We read several annual reports in a year and make notes for our reference. Going forward, we will be positing such notes for the benefit of the readers of our website.
We believe Annual Reports are one of the best documents to increase your understanding of the company and you can learn more about how to use them at the following LINK
However, do keep in mind, such notes are mostly cut, copy and paste from the annual reports of the companies and are in no way a research report or a recommendation on the stock.
We are starting this of with Annual Report 2020 of Ultramarine and Pigments Ltd:
- We have maintained revenue at the same level as compared to previous year, despite a slowdown in the economy and losing 2 weeks of crucial working days in March, 2020. We have earned Rs 318 Crores as total income in FY20.
- The redeeming factor is that we were able to achieve a 4% growth in profit before tax (excluding exceptional item). Profit after tax went up by more than 10% as we opted for the lower tax regime for the current year. The overall performance of the Company has been good given the prevailing economic situation.
- Total export sales for the year is Rs 94 Crores, maintained at same level as the previous year, amounting to a little less than a third of total sales
- A wholly owned subsidiary Company namely; Ultramarine Specialty Chemicals Limited was incorporated on 9th December, 2019 vide CIN. U24300TN2019 PLC133064. The subsidiary Company was formed to set up a greenfield project at an estimated cost of Rs 51.20 crore to manufacture pigments at Naidupet, Nellore district in the state of Andhra Pradesh (AP). The Company is awaiting necessary statutory approvals from Government / local statutory authorities to start the project.
- Pigment division: The economic slowdown and a persistent liquidity problem in the retail market has resulted in a slackening of domestic demand. We witnessed a 10% decline in volume but we managed to limit the shortfall in value terms by 2%. This is mainly due to increased focus on selling value added products, enabled by the investments made in technology over the past two years. The Pigments division achieved a net revenue of Rs 98 crores in this financial year as compared to Rs 100 crores in the previous financial year.
- We are also embarking upon an expansion of our Pigments division and plans are in place to implement the same through a 100% subsidiary at Naidupet. The company’s in house know-how and readily available technical man power will be handy in executing the project in a cost effective manner
- Surfactants division: We were able to maintain the same revenue as compared to previous year & achieved 100% capacity utilization. This year was very challenging due to wide fluctuations in raw material prices and forex. One of the key raw materials is 100% imported & maintaining a similar level of margin as that of previous year was very difficult.
- Having achieved full production, the Company used a product mix strategy to avoid a major erosion in the margins.

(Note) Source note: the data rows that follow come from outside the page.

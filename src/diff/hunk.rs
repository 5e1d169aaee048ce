use nom::{
    IResult, Parser,
    bytes::complete::tag,
    character::complete::{char, u32 as dec_u32},
    combinator::opt,
    sequence::preceded,
};
use std::fmt;

use super::DiffError;

/// Classification of one diff body line, decided once at parse time.
///
/// Downstream code (display, patch building) always consults this tag and
/// never re-derives it from raw text.
#[derive(Debug, Clone, Copy, PartialEq, Eq)]
pub enum LineKind {
    Context,
    Added,
    Removed,
}

/// One body line of a hunk, without its leading marker character.
#[derive(Debug, Clone, PartialEq, Eq)]
pub struct Line {
    pub kind: LineKind,
    pub content: String,
    /// Set when the line was followed by `\ No newline at end of file`.
    pub no_trailing_newline: bool,
}

impl Line {
    pub fn new(kind: LineKind, content: impl Into<String>) -> Self {
        Self {
            kind,
            content: content.into(),
            no_trailing_newline: false,
        }
    }
}

/// The parsed ranges of a `@@ -a,b +c,d @@` header. Omitted counts default
/// to 1, per the unified diff format.
#[derive(Debug, Clone, Copy, PartialEq, Eq)]
pub struct HunkRanges {
    pub start_old: u32,
    pub count_old: u32,
    pub start_new: u32,
    pub count_new: u32,
}

fn range(input: &str) -> IResult<&str, (u32, u32)> {
    let (input, start) = dec_u32(input)?;
    let (input, count) = opt(preceded(char(','), dec_u32)).parse(input)?;
    Ok((input, (start, count.unwrap_or(1))))
}

fn ranges(input: &str) -> IResult<&str, HunkRanges> {
    let (input, _) = tag("@@ -").parse(input)?;
    let (input, (start_old, count_old)) = range(input)?;
    let (input, _) = tag(" +").parse(input)?;
    let (input, (start_new, count_new)) = range(input)?;
    let (input, _) = tag(" @@").parse(input)?;
    Ok((
        input,
        HunkRanges {
            start_old,
            count_old,
            start_new,
            count_new,
        },
    ))
}

/// A single hunk from a unified diff.
///
/// `file_index` and `hunk_index` are offsets into the `DiffResult` this hunk
/// was parsed from; they are only meaningful against that same result.
/// `staged` is false at parse time and assigned when hunks are merged into a
/// combined staged/unstaged view.
#[derive(Debug, Clone, PartialEq, Eq)]
pub struct Hunk {
    /// The raw `@@ ... @@` header line.
    pub header: String,
    pub start_old: u32,
    pub start_new: u32,
    pub lines: Vec<Line>,
    pub file_index: usize,
    pub hunk_index: usize,
    pub file_path: String,
    pub staged: bool,
}

impl Hunk {
    /// Parse a hunk header line into its old/new ranges.
    pub fn parse_header(line: &str) -> Result<HunkRanges, DiffError> {
        match ranges(line) {
            Ok((_, parsed)) => Ok(parsed),
            Err(_) => Err(DiffError::MalformedHunkHeader {
                line: line.to_string(),
            }),
        }
    }

    /// Lines counted against the old file (context + removed).
    pub fn old_line_count(&self) -> usize {
        self.lines
            .iter()
            .filter(|l| matches!(l.kind, LineKind::Context | LineKind::Removed))
            .count()
    }

    /// Lines counted against the new file (context + added).
    pub fn new_line_count(&self) -> usize {
        self.lines
            .iter()
            .filter(|l| matches!(l.kind, LineKind::Context | LineKind::Added))
            .count()
    }
}

impl fmt::Display for Hunk {
    fn fmt(&self, f: &mut fmt::Formatter<'_>) -> fmt::Result {
        writeln!(f, "{}", self.header)?;
        for line in &self.lines {
            let marker = match line.kind {
                LineKind::Context => ' ',
                LineKind::Added => '+',
                LineKind::Removed => '-',
            };
            writeln!(f, "{}{}", marker, line.content)?;
            if line.no_trailing_newline {
                writeln!(f, "\\ No newline at end of file")?;
            }
        }
        Ok(())
    }
}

This division reported a revenue of Rs 164 crore as against Rs 167 crore for the previous year.
- The implementation of expansion project at Naidupet is at a crucial stage and we foresee a six-month delay in completing the project due to the lock-down and the subsequent return of migrant workers to their home states. The imported technology is on site, and once the business environment returns to normal, we can speed up the implementation. Commercial production is likely to commence during the fourth quarter of current financial year.

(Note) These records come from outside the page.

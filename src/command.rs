//! Execution boundary for the external `git` binary.
//!
//! Every repository operation goes through the [`CommandRunner`] trait so the
//! parsing and patch-building layers can be exercised against canned output.
//! The production implementation, [`GitCommand`], shells out synchronously
//! and captures stdout/stderr; callers never observe partial results.

use error_set::error_set;
use std::path::{Path, PathBuf};
use std::process::{Command, Stdio};
use tracing::{debug, warn};

error_set! {
    /// Errors from git command execution
    CommandError := {
        #[display("Failed to run git {command}: {message}")]
        SpawnFailed { command: String, message: String },
        #[display("git {command} failed: {stderr}")]
        ExitFailure { command: String, stdout: String, stderr: String },
        #[display("Invalid UTF-8 in git {command} output: {message}")]
        InvalidUtf8 { command: String, message: String },
        #[display("Failed to get stdin handle for git {command}")]
        StdinUnavailable { command: String },
        #[display("Failed to write input to git {command}: {message}")]
        WriteFailed { command: String, message: String },
        #[display("Failed to wait for git {command}: {message}")]
        WaitFailed { command: String, message: String },
    }
}

/// Synchronous command execution against one repository.
///
/// `run` executes `git <args>` and returns stdout on a zero exit; a non-zero
/// exit becomes [`CommandError::ExitFailure`] carrying the captured stderr
/// (and stdout, which git uses for conflict reports). `run_with_input` feeds
/// `input` to the child's stdin, used for `git apply` with patch text.
pub trait CommandRunner {
    fn run(&self, args: &[&str]) -> Result<String, CommandError>;
    fn run_with_input(&self, args: &[&str], input: &str) -> Result<String, CommandError>;
}

/// Production runner: invokes `git -C <repo> <args>`.
pub struct GitCommand {
    repo_path: PathBuf,
}

impl GitCommand {
    pub fn new(repo_path: impl AsRef<Path>) -> Self {
        Self {
            repo_path: repo_path.as_ref().to_path_buf(),
        }
    }

    fn subcommand(args: &[&str]) -> String {
        args.first().copied().unwrap_or("").to_string()
    }

    fn collect(args: &[&str], output: std::process::Output) -> Result<String, CommandError> {
        let command = Self::subcommand(args);
        if !output.status.success() {
            let stderr = String::from_utf8_lossy(&output.stderr).into_owned();
            let stdout = String::from_utf8_lossy(&output.stdout).into_owned();
            warn!(command = %command, %stderr, "git exited non-zero");
            return Err(CommandError::ExitFailure {
                command,
                stdout,
                stderr,
            });
        }

        String::from_utf8(output.stdout).map_err(|e| CommandError::InvalidUtf8 {
            command,
            message: e.to_string(),
        })
    }
}

impl CommandRunner for GitCommand {
    fn run(&self, args: &[&str]) -> Result<String, CommandError> {
        debug!(?args, "running git");

        let output = Command::new("git")
            .arg("-C")
            .arg(&self.repo_path)
            .args(args)
            .output()
            .map_err(|e| CommandError::SpawnFailed {
                command: Self::subcommand(args),
                message: e.to_string(),
            })?;

        Self::collect(args, output)
    }

    fn run_with_input(&self, args: &[&str], input: &str) -> Result<String, CommandError> {
        use std::io::Write;

        debug!(?args, input_bytes = input.len(), "running git with stdin");

        let command = Self::subcommand(args);
        let mut child = Command::new("git")
            .arg("-C")
            .arg(&self.repo_path)
            .args(args)
            .stdin(Stdio::piped())
            .stdout(Stdio::piped())
            .stderr(Stdio::piped())
            .spawn()
            .map_err(|e| CommandError::SpawnFailed {
                command: command.clone(),
                message: e.to_string(),
            })?;

        child
            .stdin
            .take()
            .ok_or(CommandError::StdinUnavailable {
                command: command.clone(),
            })?
            .write_all(input.as_bytes())
            .map_err(|e| CommandError::WriteFailed {
                command: command.clone(),
                message: e.to_string(),
            })?;

        let output = child
            .wait_with_output()
            .map_err(|e| CommandError::WaitFailed {
                command,
                message: e.to_string(),
            })?;

        Self::collect(args, output)
    }
}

- ITes Division: During the year under review, this division reported an income of Rs 44 crores which was higher by 13% when compared to previous year figure of Rs 39 crores. This is mainly due to additional revenue from Data conversion and the division continues to diversify its service offerings to ensure sustainability and profitability
- Outlook: With a focus on improving yield of high value grades of pigments, the company is investing in R&D in all stages of the production process, from Raw Material procurement and processing to the final stages of value addition. We currently process 30% more of the high value grades than we did last year by volume, and 150% more than we did in 2016-17, entirely due to internal innovation
- New products are being introduced in both the surfactants and the pigments divisions in a forward looking manner, and have been seeded in the domestic and exports market to better understand customer needs and applications. The company anticipates that they will become commercially viable over the next two years
- Power consumption: Through various initiatives taken through both internal engineering and new technology, we achieved 17% electrical power reduction in Pigments operations. We achieved a range of 4%-20% reduction in power consumption in the basket of other chemicals made in our surfactants plants.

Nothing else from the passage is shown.